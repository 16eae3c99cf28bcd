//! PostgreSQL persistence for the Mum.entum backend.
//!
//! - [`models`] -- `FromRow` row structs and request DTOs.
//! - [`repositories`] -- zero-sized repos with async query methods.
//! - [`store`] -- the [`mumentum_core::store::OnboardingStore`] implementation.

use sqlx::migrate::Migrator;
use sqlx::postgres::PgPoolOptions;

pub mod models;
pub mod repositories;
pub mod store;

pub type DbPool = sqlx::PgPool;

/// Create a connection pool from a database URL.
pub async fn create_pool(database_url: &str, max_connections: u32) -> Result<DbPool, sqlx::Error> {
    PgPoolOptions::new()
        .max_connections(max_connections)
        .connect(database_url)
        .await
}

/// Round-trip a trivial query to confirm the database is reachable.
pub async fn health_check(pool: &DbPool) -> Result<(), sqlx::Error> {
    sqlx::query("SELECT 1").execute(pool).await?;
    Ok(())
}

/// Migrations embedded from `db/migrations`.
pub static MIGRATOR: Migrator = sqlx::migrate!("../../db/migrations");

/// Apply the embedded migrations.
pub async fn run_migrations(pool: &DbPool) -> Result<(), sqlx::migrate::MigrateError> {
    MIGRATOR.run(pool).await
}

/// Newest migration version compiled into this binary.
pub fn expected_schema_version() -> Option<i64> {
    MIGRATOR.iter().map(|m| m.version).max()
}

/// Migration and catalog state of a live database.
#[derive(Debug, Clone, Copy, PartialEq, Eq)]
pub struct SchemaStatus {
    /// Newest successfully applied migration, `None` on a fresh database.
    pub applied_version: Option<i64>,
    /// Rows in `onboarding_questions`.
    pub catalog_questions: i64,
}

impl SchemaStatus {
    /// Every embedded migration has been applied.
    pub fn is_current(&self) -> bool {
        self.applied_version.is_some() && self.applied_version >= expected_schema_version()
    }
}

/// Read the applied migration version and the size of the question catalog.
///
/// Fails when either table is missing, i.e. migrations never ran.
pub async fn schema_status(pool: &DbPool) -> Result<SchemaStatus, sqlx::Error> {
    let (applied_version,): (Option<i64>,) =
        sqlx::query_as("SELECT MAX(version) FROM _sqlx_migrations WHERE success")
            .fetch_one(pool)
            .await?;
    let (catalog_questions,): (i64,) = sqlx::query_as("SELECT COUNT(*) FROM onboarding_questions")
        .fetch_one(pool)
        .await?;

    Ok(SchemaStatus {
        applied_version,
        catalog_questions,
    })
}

* * *

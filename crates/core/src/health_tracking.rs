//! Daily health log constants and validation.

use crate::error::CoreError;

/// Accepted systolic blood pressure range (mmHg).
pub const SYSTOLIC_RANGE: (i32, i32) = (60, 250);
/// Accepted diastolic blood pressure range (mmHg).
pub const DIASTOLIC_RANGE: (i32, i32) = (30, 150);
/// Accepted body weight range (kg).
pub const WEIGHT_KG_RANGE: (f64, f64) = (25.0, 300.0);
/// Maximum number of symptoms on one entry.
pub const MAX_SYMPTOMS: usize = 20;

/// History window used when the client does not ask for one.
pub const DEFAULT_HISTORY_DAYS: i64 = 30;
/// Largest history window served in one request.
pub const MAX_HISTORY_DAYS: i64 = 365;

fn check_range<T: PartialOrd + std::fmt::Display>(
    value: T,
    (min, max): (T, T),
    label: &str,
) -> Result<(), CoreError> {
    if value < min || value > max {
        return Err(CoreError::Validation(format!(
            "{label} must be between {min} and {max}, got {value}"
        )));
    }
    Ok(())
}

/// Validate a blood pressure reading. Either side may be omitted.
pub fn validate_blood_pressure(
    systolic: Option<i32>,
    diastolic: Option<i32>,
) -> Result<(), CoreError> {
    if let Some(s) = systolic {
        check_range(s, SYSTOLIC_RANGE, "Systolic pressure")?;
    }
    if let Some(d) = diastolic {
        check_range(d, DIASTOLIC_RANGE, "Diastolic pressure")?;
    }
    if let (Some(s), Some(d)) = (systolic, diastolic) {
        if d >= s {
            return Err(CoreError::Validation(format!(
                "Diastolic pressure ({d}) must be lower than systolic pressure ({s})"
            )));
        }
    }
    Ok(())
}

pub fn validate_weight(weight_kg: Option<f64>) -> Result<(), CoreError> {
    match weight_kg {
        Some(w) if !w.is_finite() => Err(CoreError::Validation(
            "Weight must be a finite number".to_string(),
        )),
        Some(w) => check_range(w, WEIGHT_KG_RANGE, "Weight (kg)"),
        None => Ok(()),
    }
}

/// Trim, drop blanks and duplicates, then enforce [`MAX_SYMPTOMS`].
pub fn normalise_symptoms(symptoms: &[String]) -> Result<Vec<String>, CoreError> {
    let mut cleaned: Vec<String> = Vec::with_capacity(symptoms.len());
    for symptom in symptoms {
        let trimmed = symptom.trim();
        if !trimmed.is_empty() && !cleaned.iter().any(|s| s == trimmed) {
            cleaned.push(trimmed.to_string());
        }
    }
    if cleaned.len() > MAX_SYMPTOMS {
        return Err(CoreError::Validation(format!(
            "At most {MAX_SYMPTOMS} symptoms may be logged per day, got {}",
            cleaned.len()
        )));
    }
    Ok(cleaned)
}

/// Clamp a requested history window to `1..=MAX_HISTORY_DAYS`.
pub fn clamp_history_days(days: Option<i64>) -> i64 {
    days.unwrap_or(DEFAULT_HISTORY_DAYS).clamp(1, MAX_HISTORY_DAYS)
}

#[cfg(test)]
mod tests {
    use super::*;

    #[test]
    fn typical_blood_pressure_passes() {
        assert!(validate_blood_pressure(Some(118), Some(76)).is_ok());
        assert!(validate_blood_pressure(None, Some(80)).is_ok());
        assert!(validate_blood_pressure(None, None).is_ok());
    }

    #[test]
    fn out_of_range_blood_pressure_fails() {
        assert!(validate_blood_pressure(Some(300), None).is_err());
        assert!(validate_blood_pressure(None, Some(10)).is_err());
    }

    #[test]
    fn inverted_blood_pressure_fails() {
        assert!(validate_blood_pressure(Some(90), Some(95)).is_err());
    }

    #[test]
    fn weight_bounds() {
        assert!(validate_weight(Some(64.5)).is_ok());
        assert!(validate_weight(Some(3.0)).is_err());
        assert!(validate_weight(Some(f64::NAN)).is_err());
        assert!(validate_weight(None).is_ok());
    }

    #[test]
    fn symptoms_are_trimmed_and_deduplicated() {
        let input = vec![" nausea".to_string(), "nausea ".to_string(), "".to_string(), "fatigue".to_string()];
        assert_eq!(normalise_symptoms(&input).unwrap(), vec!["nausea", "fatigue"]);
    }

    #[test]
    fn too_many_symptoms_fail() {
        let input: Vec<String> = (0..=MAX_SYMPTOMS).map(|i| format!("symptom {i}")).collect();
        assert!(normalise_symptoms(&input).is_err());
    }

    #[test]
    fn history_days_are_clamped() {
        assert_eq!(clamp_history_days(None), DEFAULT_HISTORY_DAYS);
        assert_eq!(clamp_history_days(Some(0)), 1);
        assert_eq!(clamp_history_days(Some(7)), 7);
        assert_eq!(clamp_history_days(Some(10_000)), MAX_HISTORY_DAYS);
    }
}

**Task brief**
Output only an exact transcription of the lines above from the one with "repository 16eae3c99cf28bcd" up to and including the one with "async query methods.".

**Exercise response**
repository 16eae3c99cf28bcd
//! PostgreSQL persistence for the Mum.entum backend.
//!
//! - [`models`] -- `FromRow` row structs and request DTOs.
//! - [`repositories`] -- zero-sized repos with async query methods.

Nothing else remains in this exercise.